A China-based researcher had already mapped the COVID-19 sequence two weeks before China’s ruling communist regime revealed such details to the world, raising questions about what other crucial pandemic information Beijing may have buried from view.
The National Institutes of Health’s (NIH) GenBank repository, which received the data from Ms. Ren, notified the Chinese virologist that the submission was “incomplete” and “lacked the necessary information required for publication,” the Department of Health and Human Services told the committee in a letter.
Following a quality review process that screens for technical details, GenBank requested additional information from Ms. Ren, who works at the state-run Institute of Pathogen Biology, but never heard back, leading to the sequence’s removal from the database on Jan. 16, 2020. During this period, GenBank received a near-identical COVID-19 genetic sequence from a different submitter, which it published on Jan. 12, 2020, according to the letter that the committee released on Jan. 17.

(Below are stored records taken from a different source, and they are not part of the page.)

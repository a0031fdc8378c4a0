//! 脚本场景
//!
//! 用 YAML/JSON 声明的场景:
//!
//! ```yaml
//! name: "close-breaker"
//! duration: 2.0
//! initial:
//!   Sw_ctrl: 0
//! events:
//!   - action: set_input
//!     time: 0.5
//!     name: Sw_ctrl
//!     value: 1
//!   - action: stop
//!     time: 1.5
//! capture:
//!   start: 0.45
//!   duration: 0.1
//! ```

use async_trait::async_trait;
use serde::{Deserialize, Serialize};
use std::collections::BTreeMap;
use std::path::Path;
use tracing::debug;

use crate::driver::SimulationDriver;
use crate::event::{SetInputEvent, StopEvent};
use crate::scenario::Scenario;
use crate::{ExecutorError, Result};

/// 脚本场景
#[derive(Debug, Clone, PartialEq, Serialize, Deserialize)]
pub struct ScriptedScenario {
    /// 场景名称
    pub name: String,

    /// 场景描述
    #[serde(default, skip_serializing_if = "Option::is_none")]
    pub description: Option<String>,

    /// 标签
    #[serde(default)]
    pub tags: Vec<String>,

    /// 场景时长 (秒)
    pub duration: f64,

    /// 启动前写入的输入值
    #[serde(default)]
    pub initial: BTreeMap<String, f64>,

    /// 定时事件
    #[serde(default)]
    pub events: Vec<ScriptedEvent>,

    /// 采集窗口
    #[serde(default, skip_serializing_if = "Option::is_none")]
    pub capture: Option<CaptureWindow>,
}

/// 脚本事件
#[derive(Debug, Clone, PartialEq, Serialize, Deserialize)]
#[serde(tag = "action", rename_all = "snake_case")]
pub enum ScriptedEvent {
    /// 写 SCADA 输入
    SetInput {
        time: f64,
        name: String,
        value: f64,
        #[serde(default, skip_serializing_if = "Option::is_none")]
        description: Option<String>,
    },

    /// 提前结束
    Stop {
        time: f64,
        #[serde(default, skip_serializing_if = "Option::is_none")]
        description: Option<String>,
    },
}

impl ScriptedEvent {
    pub fn time(&self) -> f64 {
        match self {
            ScriptedEvent::SetInput { time, .. } | ScriptedEvent::Stop { time, .. } => *time,
        }
    }

    fn describe(&self) -> String {
        match self {
            ScriptedEvent::SetInput {
                name,
                value,
                description,
                ..
            } => description
                .clone()
                .unwrap_or_else(|| format!("设置 {} = {}", name, value)),
            ScriptedEvent::Stop { description, .. } => {
                description.clone().unwrap_or_else(|| "停止".to_string())
            }
        }
    }
}

/// 采集窗口
#[derive(Debug, Clone, PartialEq, Serialize, Deserialize)]
pub struct CaptureWindow {
    /// 起始时间 (秒)
    pub start: f64,

    /// 时长 (秒)
    pub duration: f64,

    /// 抽取因子, 未指定时按配置的采样率计算
    #[serde(default, skip_serializing_if = "Option::is_none")]
    pub decimation: Option<u32>,
}

impl ScriptedScenario {
    /// 从 YAML 文件加载场景
    pub fn from_yaml_file<P: AsRef<Path>>(path: P) -> Result<Self> {
        let content = std::fs::read_to_string(path)?;
        Self::from_yaml_str(&content)
    }

    /// 从 YAML 字符串加载场景
    pub fn from_yaml_str(yaml: &str) -> Result<Self> {
        serde_yaml::from_str(yaml).map_err(|e| ExecutorError::SerdeError(e.to_string()))
    }

    /// 从 JSON 文件加载场景
    pub fn from_json_file<P: AsRef<Path>>(path: P) -> Result<Self> {
        let content = std::fs::read_to_string(path)?;
        Self::from_json_str(&content)
    }

    /// 从 JSON 字符串加载场景
    pub fn from_json_str(json: &str) -> Result<Self> {
        serde_json::from_str(json).map_err(|e| ExecutorError::SerdeError(e.to_string()))
    }

    /// 按扩展名加载 (yaml/yml/json)
    pub fn from_file<P: AsRef<Path>>(path: P) -> Result<Self> {
        let path = path.as_ref();
        match path.extension().and_then(|s| s.to_str()) {
            Some("yaml") | Some("yml") => Self::from_yaml_file(path),
            Some("json") => Self::from_json_file(path),
            _ => Err(ExecutorError::SerdeError(format!(
                "不支持的场景文件格式: {:?}",
                path
            ))),
        }
    }

    /// 导出为 YAML
    pub fn to_yaml(&self) -> Result<String> {
        serde_yaml::to_string(self).map_err(|e| ExecutorError::SerdeError(e.to_string()))
    }

    /// 导出为 JSON
    pub fn to_json(&self) -> Result<String> {
        serde_json::to_string_pretty(self).map_err(|e| ExecutorError::SerdeError(e.to_string()))
    }
}

#[async_trait]
impl Scenario for ScriptedScenario {
    async fn setup(&self, driver: &mut SimulationDriver) -> Result<()> {
        driver.declare_duration(self.duration)?;

        for (name, value) in &self.initial {
            driver.set_input_value(name, *value).await?;
        }

        for event in &self.events {
            let description = event.describe();
            match event {
                ScriptedEvent::SetInput {
                    time, name, value, ..
                } => driver.schedule_event(
                    *time,
                    &description,
                    Box::new(SetInputEvent::new(name, *value)),
                )?,
                ScriptedEvent::Stop { time, .. } => {
                    driver.schedule_event(*time, &description, Box::new(StopEvent))?
                }
            }
        }

        if let Some(window) = &self.capture {
            match window.decimation {
                Some(decimation) => {
                    driver
                        .schedule_capture(window.start, window.duration, decimation)
                        .await?;
                }
                None => {
                    driver
                        .schedule_capture_at_sample_rate(window.start, window.duration)
                        .await?;
                }
            }
        }

        Ok(())
    }

    async fn teardown(&self, _driver: &mut SimulationDriver) -> Result<()> {
        debug!("脚本场景 {} 结束", self.name);
        Ok(())
    }

    fn validate(&self) -> Result<()> {
        if self.name.trim().is_empty() {
            return Err(ExecutorError::ScenarioContract("场景名称不能为空".to_string()));
        }
        if !self.duration.is_finite() || self.duration <= 0.0 {
            return Err(ExecutorError::ScenarioContract(format!(
                "场景 {} 的时长必须大于 0: {}",
                self.name, self.duration
            )));
        }
        for event in &self.events {
            let time = event.time();
            if !time.is_finite() || time < 0.0 {
                return Err(ExecutorError::InvalidEvent(format!(
                    "场景 {} 的事件时间无效: {}",
                    self.name, time
                )));
            }
            if let ScriptedEvent::SetInput { name, .. } = event {
                if name.trim().is_empty() {
                    return Err(ExecutorError::InvalidEvent(format!(
                        "场景 {} 的输入名不能为空",
                        self.name
                    )));
                }
            }
        }
        Ok(())
    }

    fn description(&self) -> Option<String> {
        self.description.clone()
    }
}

In contrast with the Chinese regime’s insistence that it has been transparent on the COVID-19 origin issue, the newly unearthed information suggests otherwise, according to committee Republicans.
“This significant discovery further underscores why we cannot trust any of the so-called ‘facts’ or data provided by the CCP (Chinese Communist Party) and calls into serious question the legitimacy of any scientific theories based on such information,” committee Chair Cathy McMorris Rodgers (R-Wash.), Subcommittee on Health Chair Brett Guthrie (R-Ky.), and Subcommittee on Oversight and Investigations Chair Morgan Griffith (R-Va.) said in a joint statement.
“The American people deserve to know the truth about the origins of SARS-CoV-2, and our investigation has uncovered numerous causes for concern, including how taxpayers’ dollars are spent, how our government’s public health agencies operate, and the need for more oversight into research grants to foreign scientists.”
Mike Gallagher (R-Wis.), chairman of the House Select Committee on the Chinese Communist Party, praised the House Energy and Commerce Committee for the findings and criticized the Biden administration for a “lack of interest in understanding the basic facts of how this pandemic originated.”
The virus genome data that Ms. Ren submitted, the earliest kind known by far, appears to have come from a 65-year-old Chinese deliveryman who was hospitalized with high fever and coughing on Dec. 18, 2019, and became critically ill four days later.
“In terms of how I see this whole incident, most of all is disappointment, pain, and anger. We had been so timely on this, how come it’s still not under control?” the person wrote on Chinese social media. “It has less to do with science or technology, and more with policy and media.”
A Chinese media report citing the incident has been deleted.
Ms. Ren has led the discovery of several emerging viruses in China, including human rhinovirus A21 subvariant and, like other prominent Chinese virology researchers, has come out in defense of the CCP on the virus origin issue.
In correspondence from September 2021, now published in the medical journal Lancet, Ms. Ren and more than a dozen other Chinese medical researchers dismissed the chances that the virus may have leaked from Wuhan Institute of Virology—another EcoHealth subgrantee that had, for years, been working on dangerous bat coronaviruses—demanding instead that the origins of COVID-19 would best be “investigated worldwide.”
Chinese media have lauded her role in isolating and synthesizing the virus genome, citing approving statements from the World Health Organization that lent her credence. Ms. Ren’s work was recognized by the Chinese Academy of Medical Sciences—the highest state-level Chinese medical research institute that her research center is affiliated with—as one of 40 “major national medical developments of the year.”
Scrutiny has increased over the lab leak possibility.